On January 21, 2022, Franklin College experienced a network security breach involving a malicious code attack that compromised systems containing personal information. The attackers deployed this code to infiltrate the college’s network, though specific technical details regarding the attack vector or initial detection methods were not publicly disclosed. College officials immediately initiated an internal investigation following the breach but withheld public notification during this period to assess the scope and nature of the compromised data. The breach remained under active investigation for approximately five months, during which the institution worked to identify affected individuals and the types of data exposed. No evidence suggested operational disruptions to academic activities or additional systems beyond those storing personal data.

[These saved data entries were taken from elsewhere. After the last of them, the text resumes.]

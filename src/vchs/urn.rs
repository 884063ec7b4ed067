//! vCloud URN helpers

pub const VDC_URN_PREFIX: &str = "urn:vcloud:vdc:";
pub const VM_URN_PREFIX: &str = "urn:vcloud:vm:";

/// Identifier portion after `prefix`, or `None` when `id` does not start with it
pub fn strip_prefix<'a>(id: &'a str, prefix: &str) -> Option<&'a str> {
    id.strip_prefix(prefix)
}

/// e.g. "urn:vcloud:vdc:4b7a..." -> "4b7a..."
pub fn vdc_suffix(id: &str) -> Option<&str> {
    strip_prefix(id, VDC_URN_PREFIX)
}

pub fn vm_suffix(id: &str) -> Option<&str> {
    strip_prefix(id, VM_URN_PREFIX)
}
//! Metering
//!
//! Billable (not yet invoiced) usage and costs under `/api/metering`.

use super::auth::{Authorization, SessionToken};
use super::client::{endpoint, segment, ApiClient};
use super::error::Result;
use super::http::{ApiRequest, Transport};
use super::media::{class, MediaType};
use super::usage::{BillableCosts, BillableUsage};
use reqwest::StatusCode;

async fn get_report<T: Transport>(
    client: &ApiClient<T>,
    host: &str,
    path: &str,
    class: &str,
    token: &SessionToken,
) -> Result<BillableUsage> {
    let request = ApiRequest::get(endpoint(host, path))
        .authorize(Authorization::Bearer(token))
        .accept(MediaType::xml(client.version()).with_class(class));
    client.fetch(request, &[StatusCode::OK]).await
}

/// Billable usage of a whole service instance
pub async fn billable_usage<T: Transport>(
    client: &ApiClient<T>,
    host: &str,
    token: &SessionToken,
    service_instance_id: &str,
) -> Result<BillableUsage> {
    let path = format!(
        "/api/metering/service-instance/{}/billable-usage",
        segment(service_instance_id)
    );
    get_report(client, host, &path, class::BILLABLE_USAGE, token).await
}

/// Billable usage of one L1 entity of a service instance
pub async fn l1_billable_usage<T: Transport>(
    client: &ApiClient<T>,
    host: &str,
    token: &SessionToken,
    service_instance_id: &str,
    l1_id: &str,
) -> Result<BillableUsage> {
    let path = format!(
        "/api/metering/service-instance/{}/l1/{}/billable-usage",
        segment(service_instance_id),
        segment(l1_id)
    );
    get_report(client, host, &path, class::BILLABLE_USAGE, token).await
}

/// Billable usage of one L2 entity of a service instance
pub async fn l2_billable_usage<T: Transport>(
    client: &ApiClient<T>,
    host: &str,
    token: &SessionToken,
    service_instance_id: &str,
    l2_id: &str,
) -> Result<BillableUsage> {
    let path = format!(
        "/api/metering/service-instance/{}/l2/{}/billable-usage",
        segment(service_instance_id),
        segment(l2_id)
    );
    get_report(client, host, &path, class::BILLABLE_USAGE, token).await
}

/// Billable costs of a service group
pub async fn billable_costs<T: Transport>(
    client: &ApiClient<T>,
    host: &str,
    token: &SessionToken,
    service_group_id: &str,
) -> Result<BillableCosts> {
    let path = format!(
        "/api/metering/service-group/{}/billable-costs",
        segment(service_group_id)
    );
    get_report(client, host, &path, class::BILLABLE_COSTS, token).await
}
//! Service Controller
//!
//! Plans and service instances under `/api/sc`.

use super::auth::{Authorization, SessionToken};
use super::client::{endpoint, segment, ApiClient};
use super::codec::WireFormat;
use super::error::Result;
use super::http::{ApiRequest, Transport};
use super::media::{class, MediaType};
use reqwest::StatusCode;
use serde::{Deserialize, Serialize};

/// Name the service controller gives on-demand compute instances
pub const COMPUTE_SERVICE_NAME: &str = "Virtual Private Cloud OnDemand";

/// Subscribable service plan
#[derive(Debug, Clone, Default, PartialEq, Deserialize)]
#[serde(rename_all = "camelCase")]
pub struct Plan {
    #[serde(default)]
    pub id: String,
    #[serde(default)]
    pub name: String,
    #[serde(default)]
    pub service_name: Option<String>,
    #[serde(default)]
    pub region: Option<String>,
    #[serde(default)]
    pub description: Option<String>,
}

#[derive(Debug, Clone, Default, Deserialize)]
pub struct PlanList {
    #[serde(default)]
    pub plans: Vec<Plan>,
}

/// Provisioned service instance
#[derive(Debug, Clone, Default, PartialEq, Deserialize)]
#[serde(rename_all = "camelCase")]
pub struct Instance {
    #[serde(default)]
    pub id: String,
    #[serde(default)]
    pub name: String,
    #[serde(default)]
    pub description: Option<String>,
    #[serde(default)]
    pub region: String,
    #[serde(default)]
    pub plan_id: Option<String>,
    #[serde(default)]
    pub service_group_id: Option<String>,
    #[serde(default)]
    pub api_url: Option<String>,
    #[serde(default)]
    pub dashboard_url: Option<String>,
    /// JSON document with service-specific attributes
    #[serde(default)]
    pub instance_attributes: Option<String>,
}

#[derive(Debug, Clone, Default, Deserialize)]
pub struct InstanceList {
    #[serde(default)]
    pub instances: Vec<Instance>,
}

/// Compute attributes embedded in [`Instance::instance_attributes`]
#[derive(Debug, Clone, Default, PartialEq, Deserialize)]
#[serde(rename_all = "camelCase")]
pub struct InstanceAttributes {
    #[serde(default)]
    pub org_name: String,
    #[serde(default)]
    pub session_uri: String,
    #[serde(default)]
    pub api_version_uri: Option<String>,
}

#[derive(Debug, Serialize)]
#[serde(rename_all = "camelCase")]
struct InstanceSpec<'a> {
    name: &'a str,
    description: &'a str,
    plan_id: &'a str,
    service_group_id: &'a str,
}

impl Instance {
    pub fn is_compute(&self) -> bool {
        self.name.eq_ignore_ascii_case(COMPUTE_SERVICE_NAME)
    }

    /// Decode the nested attribute document
    pub fn attributes(&self) -> Result<InstanceAttributes> {
        WireFormat::Json.decode(self.instance_attributes.as_deref().unwrap_or("{}"))
    }
}

/// List plans available to the session
pub async fn list_plans<T: Transport>(
    client: &ApiClient<T>,
    host: &str,
    token: &SessionToken,
) -> Result<Vec<Plan>> {
    let request = ApiRequest::get(endpoint(host, "/api/sc/plans"))
        .authorize(Authorization::Bearer(token))
        .accept(MediaType::xml(client.version()));
    let plans: PlanList = client.fetch(request, &[StatusCode::OK]).await?;
    Ok(plans.plans)
}

/// List service instances available to the session
pub async fn list_instances<T: Transport>(
    client: &ApiClient<T>,
    host: &str,
    token: &SessionToken,
) -> Result<Vec<Instance>> {
    let request = ApiRequest::get(endpoint(host, "/api/sc/instances"))
        .authorize(Authorization::Bearer(token))
        .accept(MediaType::xml(client.version()));
    let instances: InstanceList = client.fetch(request, &[StatusCode::OK]).await?;
    tracing::debug!("Loaded {} instances", instances.instances.len());
    Ok(instances.instances)
}

/// Provision a new instance of `plan_id` in a service group
pub async fn create_instance<T: Transport>(
    client: &ApiClient<T>,
    host: &str,
    token: &SessionToken,
    plan_id: &str,
    service_group_id: &str,
    name: &str,
    description: &str,
) -> Result<Instance> {
    let spec = InstanceSpec {
        name,
        description,
        plan_id,
        service_group_id,
    };
    let request = ApiRequest::post(endpoint(host, "/api/sc/instances"))
        .authorize(Authorization::Bearer(token))
        .accept(MediaType::json(client.version()).with_class(class::INSTANCE))
        .body(
            MediaType::json(client.version()).with_class(class::INSTANCE_SPEC),
            WireFormat::Json.encode(&spec)?,
        );
    client.fetch(request, &[StatusCode::CREATED]).await
}

/// Delete an instance; returns the raw response status
pub async fn delete_instance<T: Transport>(
    client: &ApiClient<T>,
    host: &str,
    token: &SessionToken,
    instance_id: &str,
) -> Result<StatusCode> {
    let url = endpoint(host, &format!("/api/sc/instances/{}", segment(instance_id)));
    let request = ApiRequest::delete(url)
        .authorize(Authorization::Bearer(token))
        .accept(MediaType::json(client.version()));
    Ok(client.send(request).await?.status)
}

The investigation concluded in June 2022, confirming that unauthorized actors potentially accessed names and driver’s license or state identification numbers belonging to individuals associated with the college. Nearly 6,000 people were identified as potentially impacted by the breach. Franklin College delayed notifying affected parties until August 29, 2022, when it issued formal letters disclosing the incident and the specific categories of exposed information. The notification did not specify whether financial data, academic records, or other sensitive details were involved. No public statements referenced ransomware demands, data misuse, or law enforcement involvement. The college’s response focused on informing affected individuals without offering additional mitigation services beyond the disclosure of the breach’s scope.